La clienta y el periodisto
Llegas de jugar al fútbol casi reventado (no tanto por el juego como por las patadas recibidas por los defensas rivales, que te han debido confundir con Ronaldinho; más quisiera yo), te tiras en el sillón, coges el periódico con una mano y el mando a distancia con la otra y empiezas a cambiar de canales para constatar que no hay nada que ver y que como mejor está la tele es apagada, como es triste fama. Pero, justo cuando ya te disponías a mandar la tele al quinto coño y el mando a distancia a más distancia todavía, escuchas fugazmente a un presunto reportero dicharachero hablando (no es un directo, sino un reportaje supuestamente elaborado con tiempo para corregir errores) de “la clienta”. ¡Ños! Palabras mayores. Mucho cuidadito con eso. Ni las patadas en los tobillos de hace un rato te habían dolido tanto. Esto es un planchazo en toda regla a la sintaxis, la gramática, el léxico y lo que no está en los escritos; todo un cogotazo en el tronco del oído al diccionario, un escupitajo contra tu propia lengua, y todo lo demás son boberías o cáscaras de lapa.

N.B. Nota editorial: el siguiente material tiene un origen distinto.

// Copyright (c) 2025 Geoffrey Huntley <ghuntley@ghuntley.com>. All rights
// reserved. SPDX-License-Identifier: Proprietary

//! Build information for flapflap-infra.

/// Format version info for display.
pub fn format_version_info() -> String {
	format!(
		"{} version: {}\n\
         Platform:               {}-{}",
		env!("CARGO_PKG_NAME"),
		env!("CARGO_PKG_VERSION"),
		std::env::consts::OS,
		std::env::consts::ARCH,
	)
}

#[cfg(test)]
mod tests {
	use super::*;

	#[test]
	fn test_version_info_names_package() {
		let info = format_version_info();
		assert!(info.starts_with("flapflap-infra version: "));
		assert!(info.contains(env!("CARGO_PKG_VERSION")));
		assert!(info.contains(std::env::consts::OS));
	}
}
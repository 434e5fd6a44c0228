// Copyright (c) 2025 Geoffrey Huntley <ghuntley@ghuntley.com>. All rights reserved.
// SPDX-License-Identifier: Proprietary

//! End-to-end synthesis of the flapflap app.

use flapflap_infra::{build_app, synth, STACK_ID, TAG_KEY, TAG_VALUE};
use flapflap_infra_config::{
	load_from_sources, CliOverrides, CliSource, ConfigSource, DefaultsSource, EnvSource,
	TargetConfig,
};
use flapflap_infra_core::ResourceKind;
use serde_json::{json, Value};

fn target(account: &str, region: &str) -> TargetConfig {
	TargetConfig {
		account: Some(account.to_string()),
		region: Some(region.to_string()),
	}
}

fn template(target: TargetConfig) -> Value {
	synth(target).unwrap().stack(STACK_ID).unwrap().template.clone()
}

#[test]
fn test_resolved_target_yields_two_outputs_and_tagged_resources() {
	let app = build_app(target("111111111111", "us-east-1")).unwrap();
	let stack = app.stack(STACK_ID).unwrap();

	assert_eq!(stack.environment().to_string(), "aws://111111111111/us-east-1");
	assert_eq!(stack.outputs().len(), 2);
	for output in stack.outputs() {
		assert!(!output.value().to_string().is_empty());
	}

	let kinds: Vec<ResourceKind> = stack.resources().iter().map(|r| r.kind()).collect();
	assert_eq!(kinds, vec![ResourceKind::UserPool, ResourceKind::UserPoolClient]);
	for resource in stack.resources() {
		assert_eq!(resource.tags().get(TAG_KEY), Some(TAG_VALUE));
	}
}

#[test]
fn test_outputs_reference_pool_and_client() {
	let template = template(target("111111111111", "us-east-1"));
	let resources = template["Resources"].as_object().unwrap();
	let outputs = template["Outputs"].as_object().unwrap();
	assert_eq!(outputs.len(), 2);

	let pool_id = resources
		.iter()
		.find(|(_, r)| r["Type"] == "AWS::Cognito::UserPool")
		.map(|(id, _)| id.clone())
		.unwrap();
	let client_id = resources
		.iter()
		.find(|(_, r)| r["Type"] == "AWS::Cognito::UserPoolClient")
		.map(|(id, _)| id.clone())
		.unwrap();

	assert_eq!(outputs["flapflapuserpoolid"]["Value"], json!({ "Ref": pool_id }));
	assert_eq!(
		outputs["flapflapuserpoolclientid"]["Value"],
		json!({ "Ref": client_id })
	);
	assert_eq!(
		resources[&client_id]["Properties"]["UserPoolId"],
		json!({ "Ref": pool_id })
	);
}

#[test]
fn test_pool_template_carries_tag() {
	let template = template(TargetConfig::default());
	let pool = template["Resources"]
		.as_object()
		.unwrap()
		.values()
		.find(|r| r["Type"] == "AWS::Cognito::UserPool")
		.unwrap();
	assert_eq!(pool["Properties"]["UserPoolTags"], json!({ "flapflap": "flapflap" }));
	assert_eq!(pool["DeletionPolicy"], "Retain");
}

#[test]
fn test_unresolved_target_still_synthesizes() {
	let assembly = synth(TargetConfig::default()).unwrap();
	let manifest = assembly.manifest();
	assert_eq!(
		manifest["artifacts"][STACK_ID]["environment"],
		"aws://unknown-account/unknown-region"
	);
	assert_eq!(
		manifest["artifacts"][STACK_ID]["properties"]["templateFile"],
		"FlapFlapCognitoStack.template.json"
	);
	assert_eq!(
		manifest["artifacts"][STACK_ID]["properties"]["tags"],
		json!({ "flapflap": "flapflap" })
	);
}

#[test]
fn test_identical_inputs_synthesize_identical_templates() {
	let first = synth(target("111111111111", "us-east-1")).unwrap();
	let second = synth(target("111111111111", "us-east-1")).unwrap();
	assert_eq!(first, second);
	assert_eq!(
		first.stack(STACK_ID).unwrap().render_template().unwrap(),
		second.stack(STACK_ID).unwrap().render_template().unwrap()
	);
}

#[test]
fn test_write_assembly_to_disk() {
	let dir = tempfile::tempdir().unwrap();
	let out = dir.path().join("cdk.out");

	let written = synth(TargetConfig::default()).unwrap().write_to(&out).unwrap();
	assert_eq!(
		written,
		vec![
			out.join("manifest.json"),
			out.join("FlapFlapCognitoStack.template.json"),
		]
	);

	let manifest: Value =
		serde_json::from_str(&std::fs::read_to_string(out.join("manifest.json")).unwrap()).unwrap();
	assert_eq!(manifest["version"], "36.0.0");

	let on_disk = std::fs::read_to_string(out.join("FlapFlapCognitoStack.template.json")).unwrap();
	assert!(on_disk.ends_with('\n'));
	assert_eq!(
		serde_json::from_str::<Value>(&on_disk).unwrap(),
		template(TargetConfig::default())
	);
}

#[test]
fn test_target_resolved_from_environment_and_flags() {
	let sources: Vec<Box<dyn ConfigSource>> = vec![
		Box::new(DefaultsSource),
		Box::new(EnvSource::with_lookup(|name| match name {
			"CDK_DEFAULT_ACCOUNT" => Some("111111111111".to_string()),
			"CDK_DEFAULT_REGION" => Some("us-east-1".to_string()),
			_ => None,
		})),
		Box::new(CliSource::new(CliOverrides {
			region: Some("eu-central-1".into()),
			..Default::default()
		})),
	];
	let config = load_from_sources(sources).unwrap();

	let app = build_app(config.target).unwrap();
	assert_eq!(
		app.stack(STACK_ID).unwrap().environment().to_string(),
		"aws://111111111111/eu-central-1"
	);
}
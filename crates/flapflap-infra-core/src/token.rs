// Copyright (c) 2025 Geoffrey Huntley <ghuntley@ghuntley.com>. All rights reserved.
// SPDX-License-Identifier: Proprietary

//! Unresolved references to values the provider assigns at apply time.

use std::fmt;

use serde_json::{json, Value};

use crate::id::{ConstructId, LogicalId};

/// A value that only exists once the provisioning engine has applied the
/// template, such as a generated user pool id.
///
/// Tokens remember the stack that owns their target; they only resolve
/// inside that stack.
#[derive(Debug, Clone, PartialEq, Eq, Hash)]
pub enum Token {
	/// The primary identifier of a resource (`{"Ref": "<logicalId>"}`).
	Ref {
		stack: ConstructId,
		logical_id: LogicalId,
	},
}

impl Token {
	/// The stack that declares the target.
	pub fn stack(&self) -> &ConstructId {
		match self {
			Token::Ref { stack, .. } => stack,
		}
	}

	/// The logical id this token depends on.
	pub fn target(&self) -> &LogicalId {
		match self {
			Token::Ref { logical_id, .. } => logical_id,
		}
	}

	/// Intrinsic-function form used inside templates.
	pub fn to_template(&self) -> Value {
		match self {
			Token::Ref { logical_id, .. } => json!({ "Ref": logical_id.as_str() }),
		}
	}
}

impl fmt::Display for Token {
	fn fmt(&self, f: &mut fmt::Formatter<'_>) -> fmt::Result {
		match self {
			Token::Ref { logical_id, .. } => write!(f, "${{Token[Ref.{logical_id}]}}"),
		}
	}
}

#[cfg(test)]
mod tests {
	use super::*;

	fn pool_ref() -> Token {
		Token::Ref {
			stack: ConstructId::new("Stack").unwrap(),
			logical_id: LogicalId::for_output(&ConstructId::new("pool").unwrap()),
		}
	}

	#[test]
	fn test_ref_renders_intrinsic() {
		let token = pool_ref();
		assert_eq!(token.to_template(), json!({ "Ref": "pool" }));
		assert_eq!(token.stack().as_str(), "Stack");
	}

	#[test]
	fn test_display_is_opaque_and_non_empty() {
		let token = pool_ref();
		assert_eq!(token.to_string(), "${Token[Ref.pool]}");
	}
}
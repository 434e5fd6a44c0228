// Copyright (c) 2025 Geoffrey Huntley <ghuntley@ghuntley.com>. All rights reserved.
// SPDX-License-Identifier: Proprietary

//! Deployment target (account and region) configuration.

use serde::Deserialize;

use crate::error::ConfigError;

pub const ACCOUNT_ENV: &str = "CDK_DEFAULT_ACCOUNT";
pub const REGION_ENV: &str = "CDK_DEFAULT_REGION";

/// Deployment target (runtime, fully resolved).
///
/// Either field may be unset; the provisioning engine then applies its own
/// default resolution.
#[derive(Debug, Clone, Default, PartialEq, Eq)]
pub struct TargetConfig {
	pub account: Option<String>,
	pub region: Option<String>,
}

/// Deployment target layer (partial, for merging).
#[derive(Debug, Clone, Default, Deserialize)]
pub struct TargetConfigLayer {
	#[serde(default)]
	pub account: Option<String>,
	#[serde(default)]
	pub region: Option<String>,
}

impl TargetConfigLayer {
	pub fn merge(&mut self, other: TargetConfigLayer) {
		if other.account.is_some() {
			self.account = other.account;
		}
		if other.region.is_some() {
			self.region = other.region;
		}
	}

	pub fn finalize(self) -> Result<TargetConfig, ConfigError> {
		if let Some(account) = &self.account {
			validate_account(account)?;
		}
		if let Some(region) = &self.region {
			validate_region(region)?;
		}
		Ok(TargetConfig {
			account: self.account,
			region: self.region,
		})
	}
}

/// Account ids are exactly 12 ASCII digits.
pub fn validate_account(account: &str) -> Result<(), ConfigError> {
	if account.len() == 12 && account.chars().all(|c| c.is_ascii_digit()) {
		Ok(())
	} else {
		Err(ConfigError::invalid_value(
			"target.account",
			format!("'{account}' is not a 12-digit account id"),
		))
	}
}

/// Regions look like `us-east-1` or `us-gov-west-1`: lowercase words
/// joined by dashes, ending in a number.
pub fn validate_region(region: &str) -> Result<(), ConfigError> {
	let parts: Vec<&str> = region.split('-').collect();
	let valid = match parts.split_last() {
		Some((number, words)) if words.len() >= 2 => {
			!number.is_empty()
				&& number.chars().all(|c| c.is_ascii_digit())
				&& words
					.iter()
					.all(|w| !w.is_empty() && w.chars().all(|c| c.is_ascii_lowercase()))
		}
		_ => false,
	};

	if valid {
		Ok(())
	} else {
		Err(ConfigError::invalid_value(
			"target.region",
			format!("'{region}' is not a region name"),
		))
	}
}
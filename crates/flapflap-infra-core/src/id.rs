// Copyright (c) 2025 Geoffrey Huntley <ghuntley@ghuntley.com>. All rights reserved.
// SPDX-License-Identifier: Proprietary

//! Construct ids and the template logical ids derived from them.

use std::fmt;

use sha2::{Digest, Sha256};

use crate::error::DeclarationError;

/// Maximum length of a construct id or logical id accepted by CloudFormation.
pub const MAX_ID_LEN: usize = 255;

/// Number of hex digits of the path digest appended to resource logical ids.
const HASH_LEN: usize = 8;

/// Path component appended to every resource construct when hashing, matching
/// the `<construct>/Resource` layout of higher-level constructs.
const RESOURCE_CHILD: &str = "Resource";

/// Human-chosen identifier of a node in the construct tree, unique within its
/// parent.
#[derive(Debug, Clone, PartialEq, Eq, PartialOrd, Ord, Hash)]
pub struct ConstructId(String);

impl ConstructId {
	/// Validates and wraps a construct id.
	///
	/// Ids must be non-empty, at most 255 characters, free of `/` (the path
	/// separator) and contain at least one ASCII alphanumeric character so a
	/// logical id can be derived from them.
	pub fn new(id: impl Into<String>) -> Result<Self, DeclarationError> {
		let id = id.into();
		let invalid = |reason: &str| DeclarationError::InvalidConstructId {
			id: id.clone(),
			reason: reason.to_string(),
		};

		if id.is_empty() {
			return Err(invalid("must not be empty"));
		}
		if id.len() > MAX_ID_LEN {
			return Err(invalid("must be at most 255 characters"));
		}
		if id.contains('/') {
			return Err(invalid("must not contain '/'"));
		}
		if !id.chars().any(|c| c.is_ascii_alphanumeric()) {
			return Err(invalid("must contain at least one ASCII letter or digit"));
		}

		Ok(Self(id))
	}

	pub fn as_str(&self) -> &str {
		&self.0
	}
}

impl fmt::Display for ConstructId {
	fn fmt(&self, f: &mut fmt::Formatter<'_>) -> fmt::Result {
		f.write_str(&self.0)
	}
}

/// Key of a resource or output inside a synthesized template.
#[derive(Debug, Clone, PartialEq, Eq, PartialOrd, Ord, Hash)]
pub struct LogicalId(String);

impl LogicalId {
	/// Logical id of a resource: the alphanumeric characters of the construct
	/// id followed by a digest of its `<id>/Resource` path.
	///
	/// The digest keeps ids distinct when two construct ids only differ in
	/// punctuation (`user-pool` vs `userpool`).
	pub fn for_resource(id: &ConstructId) -> Self {
		let path = format!("{}/{}", id.as_str(), RESOURCE_CHILD);
		let digest = Sha256::digest(path.as_bytes());
		let suffix = hex::encode_upper(digest);

		let mut human = remove_non_alphanumeric(id.as_str());
		human.truncate(MAX_ID_LEN - HASH_LEN);
		human.push_str(&suffix[..HASH_LEN]);
		Self(human)
	}

	/// Logical id of a stack output: the alphanumeric characters of the
	/// construct id, with no digest.
	pub fn for_output(id: &ConstructId) -> Self {
		Self(remove_non_alphanumeric(id.as_str()))
	}

	pub fn as_str(&self) -> &str {
		&self.0
	}
}

impl fmt::Display for LogicalId {
	fn fmt(&self, f: &mut fmt::Formatter<'_>) -> fmt::Result {
		f.write_str(&self.0)
	}
}

fn remove_non_alphanumeric(s: &str) -> String {
	s.chars().filter(|c| c.is_ascii_alphanumeric()).collect()
}
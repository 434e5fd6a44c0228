// Copyright (c) 2025 Geoffrey Huntley <ghuntley@ghuntley.com>. All rights reserved.
// SPDX-License-Identifier: Proprietary

//! User pool client (application registration) declaration.

use serde_json::{json, Value};

use super::attributes::{ClientAttributes, WriteAttributes};
use super::user_pool::{UserPool, UserPoolRef};
use crate::error::DeclarationError;
use crate::id::{ConstructId, LogicalId};
use crate::tags::TagMap;
use crate::token::Token;

pub const USER_POOL_CLIENT_TYPE: &str = "AWS::Cognito::UserPoolClient";

const MAX_CLIENT_NAME_LEN: usize = 128;

/// Authentication flows a client may start.
///
/// Refresh-token authentication is always enabled alongside any other flow.
#[derive(Debug, Clone, Copy, PartialEq, Eq, Default)]
pub struct AuthFlows {
	/// Server-side password auth with admin credentials.
	pub admin_user_password: bool,
	/// Lambda-driven custom challenges.
	pub custom: bool,
	/// Plain username/password sent to the provider.
	pub user_password: bool,
	/// Secure Remote Password.
	pub user_srp: bool,
}

impl AuthFlows {
	pub fn is_empty(&self) -> bool {
		!(self.admin_user_password || self.custom || self.user_password || self.user_srp)
	}

	/// Explicit flow names in template form.
	pub fn explicit_flows(&self) -> Vec<&'static str> {
		if self.is_empty() {
			return Vec::new();
		}

		let mut flows = Vec::new();
		if self.admin_user_password {
			flows.push("ALLOW_ADMIN_USER_PASSWORD_AUTH");
		}
		if self.custom {
			flows.push("ALLOW_CUSTOM_AUTH");
		}
		if self.user_password {
			flows.push("ALLOW_USER_PASSWORD_AUTH");
		}
		if self.user_srp {
			flows.push("ALLOW_USER_SRP_AUTH");
		}
		flows.push("ALLOW_REFRESH_TOKEN_AUTH");
		flows
	}
}

/// Identity providers a client may sign users in through.
#[derive(Debug, Clone, Copy, PartialEq, Eq)]
pub enum IdentityProvider {
	/// The user pool itself.
	Cognito,
}

impl IdentityProvider {
	pub fn name(self) -> &'static str {
		match self {
			IdentityProvider::Cognito => "COGNITO",
		}
	}
}

/// Declared configuration of a user pool client.
#[derive(Debug, Clone, PartialEq, Eq)]
pub struct UserPoolClientProps {
	pub user_pool: UserPoolRef,
	pub user_pool_client_name: Option<String>,
	pub auth_flows: AuthFlows,
	pub supported_identity_providers: Vec<IdentityProvider>,
	/// `None` leaves the provider default (every attribute readable).
	pub read_attributes: Option<ClientAttributes>,
	/// `None` leaves the provider default (every mutable attribute writable).
	pub write_attributes: Option<WriteAttributes>,
}

impl UserPoolClientProps {
	pub fn new(user_pool: UserPoolRef) -> Self {
		Self {
			user_pool,
			user_pool_client_name: None,
			auth_flows: AuthFlows::default(),
			supported_identity_providers: Vec::new(),
			read_attributes: None,
			write_attributes: None,
		}
	}

	/// Validates the props against the pool they reference.
	pub(crate) fn validate(&self, pool: &UserPool) -> Result<(), DeclarationError> {
		if let Some(name) = &self.user_pool_client_name {
			if name.is_empty() || name.len() > MAX_CLIENT_NAME_LEN {
				return Err(DeclarationError::InvalidResourceName {
					name: name.clone(),
					reason: "client names must be 1-128 characters".to_string(),
				});
			}
		}

		let masks = self
			.read_attributes
			.iter()
			.chain(self.write_attributes.iter().map(WriteAttributes::attributes));
		for mask in masks {
			if let Some(unknown) = mask.custom().find(|c| !pool.has_custom_attribute(c)) {
				return Err(DeclarationError::UnknownCustomAttribute {
					name: unknown.to_string(),
					pool: pool.construct_id().to_string(),
				});
			}
		}

		Ok(())
	}
}

/// A declared user pool client.
#[derive(Debug, Clone, PartialEq, Eq)]
pub struct UserPoolClient {
	construct_id: ConstructId,
	logical_id: LogicalId,
	props: UserPoolClientProps,
	pub(crate) tags: TagMap,
}

impl UserPoolClient {
	pub(crate) fn new(
		construct_id: ConstructId,
		props: UserPoolClientProps,
		pool: &UserPool,
	) -> Result<Self, DeclarationError> {
		props.validate(pool)?;
		let logical_id = LogicalId::for_resource(&construct_id);
		Ok(Self {
			construct_id,
			logical_id,
			props,
			tags: TagMap::new(),
		})
	}

	pub fn construct_id(&self) -> &ConstructId {
		&self.construct_id
	}

	pub fn logical_id(&self) -> &LogicalId {
		&self.logical_id
	}

	pub fn props(&self) -> &UserPoolClientProps {
		&self.props
	}

	pub fn user_pool(&self) -> &UserPoolRef {
		&self.props.user_pool
	}

	pub fn tags(&self) -> &TagMap {
		&self.tags
	}

	pub(crate) fn reference(&self, stack: &ConstructId) -> UserPoolClientRef {
		UserPoolClientRef {
			stack: stack.clone(),
			logical_id: self.logical_id.clone(),
		}
	}

	// AWS::Cognito::UserPoolClient has no tag property, so `tags` stays in
	// the graph only.
	pub(crate) fn to_properties(&self) -> Value {
		let p = &self.props;
		let mut props = serde_json::Map::new();

		props.insert("UserPoolId".into(), p.user_pool.user_pool_id().to_template());
		if let Some(name) = &p.user_pool_client_name {
			props.insert("ClientName".into(), json!(name));
		}

		let flows = p.auth_flows.explicit_flows();
		if !flows.is_empty() {
			props.insert("ExplicitAuthFlows".into(), json!(flows));
		}

		if !p.supported_identity_providers.is_empty() {
			let providers: Vec<&str> = p
				.supported_identity_providers
				.iter()
				.map(|provider| provider.name())
				.collect();
			props.insert("SupportedIdentityProviders".into(), json!(providers));
		}

		if let Some(read) = &p.read_attributes {
			props.insert("ReadAttributes".into(), json!(read.attribute_names()));
		}
		if let Some(write) = &p.write_attributes {
			props.insert(
				"WriteAttributes".into(),
				json!(write.attributes().attribute_names()),
			);
		}

		Value::Object(props)
	}
}

/// Non-owning reference to a user pool client declared in a stack.
#[derive(Debug, Clone, PartialEq, Eq, Hash)]
pub struct UserPoolClientRef {
	stack: ConstructId,
	logical_id: LogicalId,
}

impl UserPoolClientRef {
	/// The stack that declares the client.
	pub fn stack(&self) -> &ConstructId {
		&self.stack
	}

	pub fn logical_id(&self) -> &LogicalId {
		&self.logical_id
	}

	/// The provider-generated client id.
	pub fn user_pool_client_id(&self) -> Token {
		Token::Ref {
			stack: self.stack.clone(),
			logical_id: self.logical_id.clone(),
		}
	}
}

¡La clienta! Ahí es nada el neologismo, la burrada y la redundancia. Y el susto que te llevas, sin venir a cuento, que te acuerdas de Zapatero, el presidente tontuelo, la ministra de (in)Cultura con todos sus respectivos familiares y demás adalides del lenguaje políticamente estúpido, que está llevando a los periodistas a ejercer de meros, simples y simplones perioloristas: repetitivas cajas de resonancia del poder más iletrado que hemos padecido en España desde hace lustros. ¿No han visto ustedes cómo en los últimos meses se han llenado todos los ayuntamientos de concejalas? Pues lo mismito. Debe ser que concejal, sin artículo previo, es masculino... y yo con estos pelos. Sin embargo, no veo a periodistas (ni a periodistos) hablar de concejalos. Y es lo cierto que concejalo tiene tanta lógica como concejala: ninguna. Que alguien me explique entonces este misterio del entontecimiento masivo, porque vivo sin vivir en mí desde que vengo escuchando tamaños disparates a todas horas y por todos lados.
¡La clienta! Tócate los nísperos. Eso va a ser para diferenciarlo del cliento, claro, que es el masculino lógico. Igual que hay una clientela (femenino) y un clientelo. Visto así, tiene lógica la ilógica del lengüín, aunque pueda terminar asustando a la audiencia y al audiencio. A propósito: ¿cómo es que el periodista trabaja en la tele y no en la tela, que sería lo propio si seguimos su mismo razonamiento desasistido de razón?
Algunos (y algunas) han olvidado cosas tan elementales como que los artículos determinados, como su propio nombre indica, determinan el género. Si hablamos de clientes, en plural, ahí entran todos (clientas y clientos, por seguir con el infralenguaje del lince catódico o catatónico). Una vez que colocamos ese artículo determinado ya sabemos de antemano si hablamos de hombre o mujer, de una cosa o un coso. No parece tan difícil de entender. Mucho más complicado es lo de la clienta o la concejala, que se te queda la lengua bailando en la boca, porque ese músculo sabe lo que ignora el cerebro: que un palabro es un palabro, lo diga el ministro, el académico o el periodista (o periodisto, insisto).
Gracias, ZP. A ti te debemos este caos en el lenguaje. Muy propio, viniendo del presidente peor hablado -con diferencia- de los que llevamos vistos durante el actual sistema democrático que dicen que disfrutamos todos los españoles, aunque algunos más que otros. Hemos llegado al esperpento mayúsculo y a la mayúscula esperpenta. Ya hemos dicho que todo es cuestión de oído literario, pero si el redactor se hace el sordo ante esa música no hay nada que hacer.
Junto con los políticos y periodistas, los sindicalistas (y sindicalistos) son de los más afectados y adocenados por esa pandemia de la (in)correción política, estúpidamente o forzadamente igualitaria. Uno de estos últimos, perteneciente a un sindicato médico, llegó a hablar de “embarazadas y embarazados”. Tal cual. Eso por no recordar el episodio del político enrollado que en la afamada Fiesta de la Rama, en Gran Canaria, habló de los “queridos rameros y rameras”. A este ridículo nos lleva la estupidez institucionalizada.